Additional Information: Under current law, Indiana imposes a flat income tax rate of 3.23% on adjusted gross
income (AGI) of individual income taxpayers. The bill decreases the rate by about 5% to 3.07% starting
January 1, 2021.
Since the fiscal year begins on July 1, any change in the tax rate beginning January 1 will lead to the fiscal
year having two different tax rates. The average of the two different tax rates occurring in FY 2021 was
calculated and used to estimate the revenue loss. The Revenue Technical Committee forecast (December 20,
2019) for individual income tax revenue were used as the base forecasted revenue. Results from empirical
literature on taxable income elasticity along with the proposed decrease in tax rate were used to calculate the
impact of the rate change on taxable income for each fiscal year. In FY 2022 and years thereafter, the fiscal
impact will continue to result in an estimated revenue loss of about 4.7% of the income tax collections at the
current tax rate. All of the state individual income tax is deposited in the state General Fund.

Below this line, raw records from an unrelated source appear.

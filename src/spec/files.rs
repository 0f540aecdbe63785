//! Build a spec from a directory of numbered step files.
//!
//! A protocol root holding `01-scaffold.md`, `02-implement.md`, ... becomes a
//! spec with one step per file, in file-name order.

use glob::glob;
use std::fs;
use std::path::Path;

use crate::error::{ProtoflowError, Result};
use crate::spec::model::{ProtocolSpec, SpecDefaults, StepSpec};

/// Collect `NN-*.md` files under `protocol_root` into a spec.
///
/// Files whose name does not start with two digits (README, plan notes) are
/// ignored. Each file's content becomes the step prompt.
pub fn build_spec_from_files(protocol_root: &Path, defaults: SpecDefaults) -> Result<ProtocolSpec> {
    let pattern = protocol_root.join("*.md");
    let pattern = pattern
        .to_str()
        .ok_or_else(|| ProtoflowError::Storage(format!("non UTF-8 path: {}", protocol_root.display())))?;

    let mut files = Vec::new();
    for entry in glob(pattern).map_err(|e| ProtoflowError::Storage(e.to_string()))? {
        let path = entry.map_err(|e| ProtoflowError::Storage(e.to_string()))?;
        let Some(name) = path.file_name().and_then(|n| n.to_str()) else {
            continue;
        };
        if name.len() >= 2 && name.as_bytes()[..2].iter().all(u8::is_ascii_digit) {
            files.push((name.to_string(), path));
        }
    }
    files.sort_by(|a, b| a.0.cmp(&b.0));

    let mut steps = Vec::with_capacity(files.len());
    for (name, path) in files {
        let content = fs::read_to_string(&path)?;
        let mut step = StepSpec::new(name).with_prompt(content);
        step.description = Some(path.display().to_string());
        steps.push(step);
    }

    log::debug!("Built spec with {} step(s) from {}", steps.len(), protocol_root.display());
    Ok(ProtocolSpec { defaults, steps })
}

Explanation of Local Expenditures:
Explanation of Local Revenues:
State Agencies Affected: Department of State Revenue.
Local Agencies Affected:
Information Sources: State Revenue Forecast, December 20,2019. OFMA Income Tax Database. State
Revenue Forecast, December 17, 2012. OFMA Income Tax Database. Long, James E. “The Impact of
Marginal Tax Rates on Taxable Income: Evidence from State Income Tax Differentials.” Southern Economic
Journal 65(4): 855. Bruce, Donald, John Deskins, and William Fox. (2005) On the Extent, Growth, and
Efficiency Consequences of State Business Tax Planning." Donald Bruce, John Deskins, and William Fox.
(2006). "On The Relative Distortions of State Sales, Corporate Income and Personal Income Taxes."
Fiscal Analyst: Randhir Jha, 317-232-9556.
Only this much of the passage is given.